▶ _Task item_:
Could you print every line from the first one of the records below through the line containing "mirrors the source", with both included and nothing else?

▶ _Data items_:
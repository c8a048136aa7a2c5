//! Pure transitions for the escalation workflow.
//!
//! Escalation is a parallel sub-machine (`none -> pending -> approved |
//! rejected`) attachable regardless of the issue's primary status: a
//! resolved issue can carry a pending escalation. Both terminal
//! transitions reset the primary status to `assign` so the issue returns
//! to active work, even from `resolved`. That reset mirrors the source
//! system's behavior and is flagged in DESIGN.md as a product ambiguity;
//! it lives in [`terminal_patch`] so a decision changes one place.

use chrono::{DateTime, Utc};

use super::effects::{DisclosureDraft, Effect};
use crate::error::{Result, WardError};
use crate::model::issue::{AuditEntry, Escalation, EscalationStatus, Issue, Status};
use crate::model::post::PostStatus;
use crate::store::IssuePatch;

/// Raise a new escalation cycle against an issue.
///
/// # Errors
/// `InvalidTransition` while a prior escalation is still pending.
pub fn escalate(
    issue: &Issue,
    reason: String,
    escalated_by: String,
    now: DateTime<Utc>,
) -> Result<(IssuePatch, Vec<Effect>)> {
    if !issue.escalation_idle() {
        return Err(WardError::InvalidTransition {
            issue_id: issue.id.clone(),
            operation: "escalate",
            required: "no pending escalation",
            actual: EscalationStatus::Pending.to_string(),
        });
    }

    let mut patch = IssuePatch::at(now);
    patch.escalation = Some(Escalation::pending(reason, escalated_by, now));
    Ok((patch, vec![]))
}

/// Approve the pending escalation: stamp the approval, reset the issue to
/// active work, disclose publicly, and notify the reporting citizen.
///
/// # Errors
/// `InvalidTransition` unless an escalation is pending.
pub fn approve(
    issue: &Issue,
    approver: &str,
    now: DateTime<Utc>,
) -> Result<(IssuePatch, Vec<Effect>)> {
    let escalation = pending_escalation(issue, "approve-escalation")?;

    let mut stamped = escalation.clone();
    stamped.status = EscalationStatus::Approved;
    stamped.approved_by = Some(approver.to_string());
    stamped.approved_at = Some(now);

    let patch = terminal_patch(stamped, approver, now);

    let mut effects = Vec::new();
    if let Some(post_id) = issue.original_post_id {
        effects.push(Effect::MirrorPost {
            post_id,
            status: PostStatus::EscalatedApproved,
        });
    }
    effects.push(Effect::PublishDisclosure(DisclosureDraft {
        author: issue.department.name().to_string(),
        owner: format!("{}_dept", issue.department.id()),
        body: format!(
            "Priority escalation approved: {} ({}). Reason: {}",
            issue.title, issue.id, escalation.reason
        ),
        issue_id: issue.id.clone(),
        escalation: true,
        media_url: None,
        rating: issue.public_ratings.escalation.map(|r| r.average),
    }));
    if let Some(post_id) = issue.original_post_id {
        effects.push(Effect::NotifyCitizen {
            original_post_id: post_id,
            issue_id: issue.id.clone(),
            body: format!(
                "Your escalation of '{}' was approved; the issue has been returned to active work.",
                issue.title
            ),
        });
    }

    Ok((patch, effects))
}

/// Reject the pending escalation: stamp the rejection and reset the issue
/// to active work. No public disclosure.
///
/// # Errors
/// `InvalidTransition` unless an escalation is pending.
pub fn reject(
    issue: &Issue,
    approver: &str,
    now: DateTime<Utc>,
) -> Result<(IssuePatch, Vec<Effect>)> {
    let escalation = pending_escalation(issue, "reject-escalation")?;

    let mut stamped = escalation.clone();
    stamped.status = EscalationStatus::Rejected;
    stamped.rejected_by = Some(approver.to_string());
    stamped.rejected_at = Some(now);

    let patch = terminal_patch(stamped, approver, now);

    let effects = issue
        .original_post_id
        .map(|post_id| Effect::MirrorPost {
            post_id,
            status: PostStatus::Assigned,
        })
        .into_iter()
        .collect();

    Ok((patch, effects))
}

fn pending_escalation<'a>(issue: &'a Issue, operation: &'static str) -> Result<&'a Escalation> {
    match &issue.escalation {
        Some(escalation) if escalation.status == EscalationStatus::Pending => Ok(escalation),
        other => Err(WardError::InvalidTransition {
            issue_id: issue.id.clone(),
            operation,
            required: "pending escalation",
            actual: other
                .as_ref()
                .map_or_else(|| "none".to_string(), |esc| esc.status.to_string()),
        }),
    }
}

/// Both escalation terminals reset the primary status to `assign`,
/// reopening even resolved issues. Preserved as the source behaves;
/// see DESIGN.md before changing.
fn terminal_patch(stamped: Escalation, actor: &str, now: DateTime<Utc>) -> IssuePatch {
    let mut patch = IssuePatch::at(now);
    patch.escalation = Some(stamped);
    patch.status = Some(Status::Assign);
    patch.push_audit = Some(AuditEntry {
        status: Status::Assign,
        timestamp: now,
        updated_by: actor.to_string(),
    });
    patch
}

#[cfg(test)]
mod tests {
    use super::{approve, escalate, reject};
    use crate::engine::effects::Effect;
    use crate::engine::lifecycle::{ReportDraft, new_report};
    use crate::error::WardError;
    use crate::model::department::Department;
    use crate::model::issue::{EscalationStatus, Issue, Priority, Status};
    use crate::model::post::PostStatus;
    use chrono::{DateTime, TimeZone, Utc};

    fn now() -> DateTime<Utc> {
        Utc.with_ymd_and_hms(2026, 6, 10, 15, 0, 0).unwrap()
    }

    fn resolved_issue() -> Issue {
        let mut issue = new_report(
            ReportDraft {
                title: "Major water main break affecting 500+ residents".into(),
                description: String::new(),
                department: Department::Water,
                priority: Priority::Critical,
                location: None,
                reported_by: "John Doe".into(),
                original_post_id: Some(7),
            },
            now(),
        );
        issue.status = Status::Resolved;
        issue
    }

    fn escalated(issue: &mut Issue) {
        let (patch, _) = escalate(
            issue,
            "Exceeds department budget limit".into(),
            "John Doe".into(),
            now(),
        )
        .expect("escalate");
        patch.apply(issue);
    }

    #[test]
    fn escalation_attaches_regardless_of_primary_status() {
        let mut issue = resolved_issue();
        escalated(&mut issue);
        assert_eq!(issue.status, Status::Resolved);
        assert_eq!(
            issue.escalation.as_ref().map(|e| e.status),
            Some(EscalationStatus::Pending)
        );
    }

    #[test]
    fn double_escalation_is_refused_while_pending() {
        let mut issue = resolved_issue();
        escalated(&mut issue);
        let err = escalate(&issue, "again".into(), "John Doe".into(), now())
            .expect_err("second escalation must fail");
        assert!(matches!(err, WardError::InvalidTransition { .. }));
    }

    #[test]
    fn re_escalation_allowed_after_terminal() {
        let mut issue = resolved_issue();
        escalated(&mut issue);
        let (patch, _) = reject(&issue, "commissioner", now()).expect("reject");
        patch.apply(&mut issue);

        assert!(escalate(&issue, "still unresolved".into(), "John Doe".into(), now()).is_ok());
    }

    #[test]
    fn approval_resets_to_assign_and_discloses() {
        let mut issue = resolved_issue();
        escalated(&mut issue);

        let (patch, effects) = approve(&issue, "commissioner", now()).expect("approve");
        assert_eq!(patch.status, Some(Status::Assign));
        let stamped = patch.escalation.as_ref().expect("escalation stamped");
        assert_eq!(stamped.status, EscalationStatus::Approved);
        assert_eq!(stamped.approved_by.as_deref(), Some("commissioner"));

        assert_eq!(effects.len(), 3);
        assert!(matches!(
            effects[0],
            Effect::MirrorPost {
                post_id: 7,
                status: PostStatus::EscalatedApproved
            }
        ));
        match &effects[1] {
            Effect::PublishDisclosure(disclosure) => {
                assert!(disclosure.escalation);
                assert!(disclosure.body.contains("Priority escalation approved"));
            }
            other => panic!("expected disclosure, got {other:?}"),
        }
        assert!(matches!(
            effects[2],
            Effect::NotifyCitizen {
                original_post_id: 7,
                ..
            }
        ));
    }

    #[test]
    fn rejection_resets_to_assign_without_disclosure() {
        let mut issue = resolved_issue();
        escalated(&mut issue);

        let (patch, effects) = reject(&issue, "commissioner", now()).expect("reject");
        assert_eq!(patch.status, Some(Status::Assign));
        assert_eq!(
            patch.escalation.as_ref().map(|e| e.status),
            Some(EscalationStatus::Rejected)
        );
        assert_eq!(
            effects,
            vec![Effect::MirrorPost {
                post_id: 7,
                status: PostStatus::Assigned
            }]
        );
    }

    #[test]
    fn terminal_repeat_is_refused() {
        let mut issue = resolved_issue();
        escalated(&mut issue);
        let (patch, _) = approve(&issue, "commissioner", now()).expect("approve");
        patch.apply(&mut issue);

        assert!(matches!(
            approve(&issue, "commissioner", now()),
            Err(WardError::InvalidTransition { .. })
        ));
        assert!(matches!(
            reject(&issue, "commissioner", now()),
            Err(WardError::InvalidTransition { .. })
        ));
    }
}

▶ _Answer space_:
repository c8a048136aa7a2c5
//! Pure transitions for the escalation workflow.
//!
//! Escalation is a parallel sub-machine (`none -> pending -> approved |
//! rejected`) attachable regardless of the issue's primary status: a
//! resolved issue can carry a pending escalation. Both terminal
//! transitions reset the primary status to `assign` so the issue returns
//! to active work, even from `resolved`. That reset mirrors the source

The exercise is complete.